Is Nationwide publicly traded?

Nationwide is not publicly traded on the stock market. This means you cannot directly buy shares of Nationwide as you would with a publicly traded company like Apple (AAPL 0.67%) or Walmart (WMT 0.72%). Nationwide operates as a mutual company, which means it is owned by its policyholders rather than shareholders. With Nationwide and other mutual companies, policyholders benefit from profits through dividends or reduced premiums.

Although Nationwide is not publicly traded, there are several ways investors can gain indirect exposure to its success, including:

  • Investing in companies with a similar profile to Nationwide.
  • Investing in companies that provide related services to Nationwide.
  • Investing in the insurance industry via exchange-traded funds (ETFs).

When will it IPO?

When will Nationwide IPO?

As of now, Nationwide has not announced any plans to go public. An initial public offering (IPO) would involve Nationwide selling shares to the public and being listed on a stock exchange, but there has been no indication from the company that it intends to pursue this path in the near future. It's difficult for a mutual company to change its structure.

How to invest

How to buy Nationwide stock

Although Nationwide is not available for direct stock purchase, there are different companies whose stock price might rise when Nationwide performs well because they are in the same industry or their business provides products or services to the insurance industry.

Here are three companies that have ties to Nationwide, providing indirect exposure to the company:

Allstate

Since you can't buy Nationwide stock, the simplest alternative would be to invest in one of Nationwide's main competitors, like Allstate (ALL -2.89%). As one of the largest publicly traded insurance companies in the U.S., Allstate boasts a diverse portfolio of insurance products and a robust financial track record. You could also gain exposure to Allstate through mutual funds and ETFs.

Guidewire Software

Guidewire Software (GWRE -1.08%) is a leading provider of software solutions tailored for the property and casualty (P&C) insurance industry. Its products, which include systems for underwriting, policy administration, billing, and claims management, are designed to help insurers streamline their operations, improve efficiency, and enhance customer service. Nationwide and many other major insurance companies use Guidewire's technology.

Lemonade

Lemonade (LMND 1.61%) is transforming the industry with its technology-driven approach, using artificial intelligence and machine learning to streamline processes and enhance customer experience. This innovative model allows for rapid claims processing and a highly user-friendly digital platform, attracting tech-savvy, younger consumers. By investing in Lemonade, you can gain exposure to an up-and-coming company that is changing the game for insurance practices and industry standards.

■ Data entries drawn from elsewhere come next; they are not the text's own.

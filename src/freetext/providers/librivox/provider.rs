//! Audiobook feed client

use std::sync::Arc;

use async_trait::async_trait;

use super::{adapter, dto};
use crate::freetext::domain::{LookupQuery, LookupResult, ProviderError};
use crate::freetext::normalize::normalize_for_search;
use crate::freetext::providers::{parse_json, resolve, url_with_params};
use crate::freetext::traits::{FreeTextProvider, HttpTransport};

const PROVIDER_NAME: &str = "LibriVox (Audiobooks)";
const PRIORITY: i32 = 30;
const EXPECTED_DOMAINS: &[&str] = &["librivox.org"];
const FEED_URL: &str = "https://librivox.org/api/feed/audiobooks/";

/// Searches LibriVox recordings by title prefix.
pub struct LibriVoxProvider {
    transport: Arc<dyn HttpTransport>,
}

impl LibriVoxProvider {
    pub fn new(transport: Arc<dyn HttpTransport>) -> Self {
        Self { transport }
    }

    async fn fetch(&self, query: &LookupQuery) -> Result<dto::FeedResponse, ProviderError> {
        let prefix = format!("^{}", normalize_for_search(&query.title));
        let url = url_with_params(FEED_URL, &[("format", "json"), ("title", prefix.as_str())])?;
        tracing::debug!("{}: GET {}", PROVIDER_NAME, url);

        match self.transport.get_text(&url).await {
            Ok(body) => parse_json(&body),
            Err(ProviderError::Http { status: 404, .. }) => Ok(dto::FeedResponse::default()),
            Err(e) => Err(e),
        }
    }
}

#[async_trait]
impl FreeTextProvider for LibriVoxProvider {
    fn name(&self) -> &str {
        PROVIDER_NAME
    }

    fn priority(&self) -> i32 {
        PRIORITY
    }

    fn expected_domains(&self) -> &[&str] {
        EXPECTED_DOMAINS
    }

    async fn search(&self, query: &LookupQuery) -> Result<LookupResult, ProviderError> {
        let response = self.fetch(query).await?;
        if let Some(error) = &response.error {
            tracing::debug!("{}: {}", PROVIDER_NAME, error);
        }
        Ok(resolve(PROVIDER_NAME, adapter::to_candidates(response), query))
    }
}
//! Core data models for the book catalog.
//!
//! Defines [`Book`] and [`Author`], the only catalog entities the lookup
//! engine touches.
//!
//! # Database Schema
//!
//! - `authors` - Author records with unique names
//! - `books` - Books with optional author reference and the discovered
//!   free-text URL

use chrono::{DateTime, Utc};
use sqlx::FromRow;

/// An author in the catalog.
#[derive(Debug, Clone, PartialEq, Eq, FromRow)]
pub struct Author {
    /// Database ID (auto-generated)
    pub id: i64,
    /// Author name (unique)
    pub name: String,
}

/// A catalogued book.
#[derive(Debug, Clone, PartialEq, Eq)]
pub struct Book {
    /// Database ID (auto-generated)
    pub id: i64,
    pub title: String,
    pub author: Option<Author>,
    /// Free online edition(s); several URLs are space-separated
    pub free_text_url: Option<String>,
    /// Updated on every successful write
    pub last_modified: DateTime<Utc>,
}

impl Book {
    /// Name of the author, if the book has one.
    pub fn author_name(&self) -> Option<&str> {
        self.author.as_ref().map(|a| a.name.as_str())
    }

    /// Record a discovered URL and bump the modification time.
    pub fn set_free_text_url(&mut self, url: impl Into<String>) {
        self.free_text_url = Some(url.into());
        self.last_modified = Utc::now();
    }
}

/// Flat row of `books LEFT JOIN authors`.
#[derive(Debug, FromRow)]
pub(crate) struct BookRow {
    pub id: i64,
    pub title: String,
    pub author_id: Option<i64>,
    pub author_name: Option<String>,
    pub free_text_url: Option<String>,
    pub last_modified: DateTime<Utc>,
}

impl From<BookRow> for Book {
    fn from(row: BookRow) -> Self {
        let author = match (row.author_id, row.author_name) {
            (Some(id), Some(name)) => Some(Author { id, name }),
            _ => None,
        };
        Self {
            id: row.id,
            title: row.title,
            author,
            free_text_url: row.free_text_url,
            last_modified: row.last_modified,
        }
    }
}

#[cfg(test)]
mod tests {
    use super::*;

    #[test]
    fn test_set_url_bumps_last_modified() {
        let before = Utc::now() - chrono::Duration::days(1);
        let mut book = Book {
            id: 1,
            title: "Kidnapped".into(),
            author: None,
            free_text_url: None,
            last_modified: before,
        };
        book.set_free_text_url("https://www.gutenberg.org/ebooks/421");
        assert_eq!(book.free_text_url.as_deref(), Some("https://www.gutenberg.org/ebooks/421"));
        assert!(book.last_modified > before);
    }

    #[test]
    fn test_row_without_author() {
        let book: Book = BookRow {
            id: 2,
            title: "Anonymous Work".into(),
            author_id: None,
            author_name: None,
            free_text_url: None,
            last_modified: Utc::now(),
        }
        .into();
        assert_eq!(book.author_name(), None);
    }
}
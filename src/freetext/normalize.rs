//! String normalization for title and author comparison.
//!
//! Every function here is total: `None`, empty, or blank input yields `""`.
//! The same rules produce cache keys and matcher inputs, so a title that
//! normalizes equal in one place normalizes equal everywhere.

use std::sync::LazyLock;

use regex::Regex;

/// Trailing parenthetical clause such as "(1877)" or "(2nd ed.)".
static TRAILING_PARENTHETICAL: LazyLock<Regex> =
    LazyLock::new(|| Regex::new(r"\s*\([^)]*\)\s*$").expect("valid regex"));

/// A single leading article followed by whitespace.
static LEADING_ARTICLE: LazyLock<Regex> =
    LazyLock::new(|| Regex::new(r"^(?:the|a|an)\s+").expect("valid regex"));

/// Words dropped when building provider query strings.
const SEARCH_STOP_WORDS: &[&str] = &[
    "the", "a", "an", "in", "at", "to", "of", "on", "by", "for", "and", "or", "with", "from",
];

/// Normalize a title for equality comparison.
///
/// Lowercases, drops a trailing parenthetical, drops one leading article,
/// removes everything outside `[a-z0-9\s]` and collapses whitespace.
///
/// ```
/// use freetext_finder::freetext::normalize::normalize_title;
///
/// assert_eq!(normalize_title("The Spiritual Exercises"), "spiritual exercises");
/// assert_eq!(normalize_title("Anna Karenina (1877)"), "anna karenina");
/// ```
pub fn normalize_title(title: &str) -> String {
    let lowered = fold_lowercase(title);
    let lowered = lowered.trim();
    let without_paren = TRAILING_PARENTHETICAL.replace(lowered, "");
    let without_article = LEADING_ARTICLE.replace(&without_paren, "");
    collapse(without_article.chars().filter(|c| {
        c.is_ascii_lowercase() || c.is_ascii_digit() || c.is_whitespace()
    }))
}

/// Normalize an author name: lowercase, letters and whitespace only.
pub fn normalize_author(author: &str) -> String {
    let lowered = fold_lowercase(author);
    collapse(
        lowered
            .chars()
            .filter(|c| c.is_ascii_lowercase() || c.is_whitespace()),
    )
}

/// Build a provider query string from a title.
///
/// Like [`normalize_title`], but also drops stop words and pure-digit tokens
/// (publication years). Never used for equality checks.
pub fn normalize_for_search(title: &str) -> String {
    normalize_title(title)
        .split_whitespace()
        .filter(|word| !SEARCH_STOP_WORDS.contains(word))
        .filter(|word| !is_numeric_token(word))
        .collect::<Vec<_>>()
        .join(" ")
}

/// Optional-input wrapper used at the edges where titles may be missing.
pub fn normalize_title_opt(title: Option<&str>) -> String {
    title.map(normalize_title).unwrap_or_default()
}

/// Optional-input wrapper for author names.
pub fn normalize_author_opt(author: Option<&str>) -> String {
    author.map(normalize_author).unwrap_or_default()
}

/// True for tokens made only of ASCII digits.
pub fn is_numeric_token(token: &str) -> bool {
    !token.is_empty() && token.bytes().all(|b| b.is_ascii_digit())
}

/// Lowercase and fold common Latin diacritics to their ASCII base letters,
/// so "García" and "Garcia" compare equal instead of both losing the letter.
fn fold_lowercase(input: &str) -> String {
    let mut out = String::with_capacity(input.len());
    for c in input.chars().flat_map(char::to_lowercase) {
        match fold_char(c) {
            Some(folded) => out.push_str(folded),
            None => out.push(c),
        }
    }
    out
}

fn fold_char(c: char) -> Option<&'static str> {
    let folded = match c {
        'à' | 'á' | 'â' | 'ã' | 'ä' | 'å' | 'ā' | 'ă' | 'ą' => "a",
        'æ' => "ae",
        'ç' | 'ć' | 'č' => "c",
        'ď' | 'đ' => "d",
        'è' | 'é' | 'ê' | 'ë' | 'ē' | 'ė' | 'ę' | 'ě' => "e",
        'ì' | 'í' | 'î' | 'ï' | 'ī' | 'į' => "i",
        'ł' | 'ľ' | 'ĺ' => "l",
        'ñ' | 'ń' | 'ň' => "n",
        'ò' | 'ó' | 'ô' | 'õ' | 'ö' | 'ø' | 'ō' | 'ő' => "o",
        'œ' => "oe",
        'ř' | 'ŕ' => "r",
        'ś' | 'š' | 'ş' => "s",
        'ß' => "ss",
        'ť' | 'ţ' => "t",
        'ù' | 'ú' | 'û' | 'ü' | 'ū' | 'ů' | 'ű' | 'ų' => "u",
        'ý' | 'ÿ' => "y",
        'ź' | 'ż' | 'ž' => "z",
        _ => return None,
    };
    Some(folded)
}

fn collapse(chars: impl Iterator<Item = char>) -> String {
    let filtered: String = chars.collect();
    filtered.split_whitespace().collect::<Vec<_>>().join(" ")
}


/// Property-based tests using proptest
#[cfg(test)]
mod proptests {
    use super::*;
    use proptest::prelude::*;

    proptest! {
        /// Normalized titles only ever contain the allowed alphabet
        #[test]
        fn title_output_alphabet(input in ".{0,80}") {
            let normalized = normalize_title(&input);
            prop_assert!(normalized
                .chars()
                .all(|c| c.is_ascii_lowercase() || c.is_ascii_digit() || c == ' '));
            prop_assert!(!normalized.starts_with(' '));
            prop_assert!(!normalized.ends_with(' '));
            prop_assert!(!normalized.contains("  "));
        }

        /// Author normalization never keeps digits or punctuation
        #[test]
        fn author_output_alphabet(input in ".{0,80}") {
            let normalized = normalize_author(&input);
            prop_assert!(normalized.chars().all(|c| c.is_ascii_lowercase() || c == ' '));
        }

        /// Normalizing an already-normalized author is a no-op
        #[test]
        fn author_is_idempotent(input in "[a-zA-Z ,.'-]{0,60}") {
            let once = normalize_author(&input);
            prop_assert_eq!(normalize_author(&once), once.clone());
        }

        /// Search strings never contain stop words or bare numbers
        #[test]
        fn search_has_no_stop_words(input in "[a-zA-Z0-9 ,:'-]{0,80}") {
            let query = normalize_for_search(&input);
            for word in query.split_whitespace() {
                prop_assert!(!SEARCH_STOP_WORDS.contains(&word));
                prop_assert!(!is_numeric_token(word));
            }
        }
    }
}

Follow this step-by-step guide to buy stock in companies similar to Nationwide.

Step 1: Open a brokerage account

The first step to investing in companies related to Nationwide is to open a brokerage account. This account will allow you to buy and sell stocks, ETFs, and other securities. Many online brokers offer easy-to-use platforms and low fees, making them accessible to most investors. Here is what to look for when searching for brokers.

  • Commission-free trades: Many brokers offer commission-free trading, which can save you money on each transaction.
  • Low or no minimum deposit: Many brokers have eliminated their minimum deposit requirement, making investing easier for everyone.
  • User-friendly platform: Choose a brokerage with a platform that is easy to use and navigate.
  • Research tools and resources: Access to educational resources, stock analysis tools, and customer support can be very helpful, especially for new investors.

Step 2: Figure out your budget

Before making any investments, it's crucial to determine how much you can afford to invest. Remember, much of this will also revolve around your experience as an investor.

Word to the wise: When starting out, stick to a strict budget. Think about your financial goals, risk tolerance, and investment horizon. This will help you decide how much money to allocate toward investments related to Nationwide.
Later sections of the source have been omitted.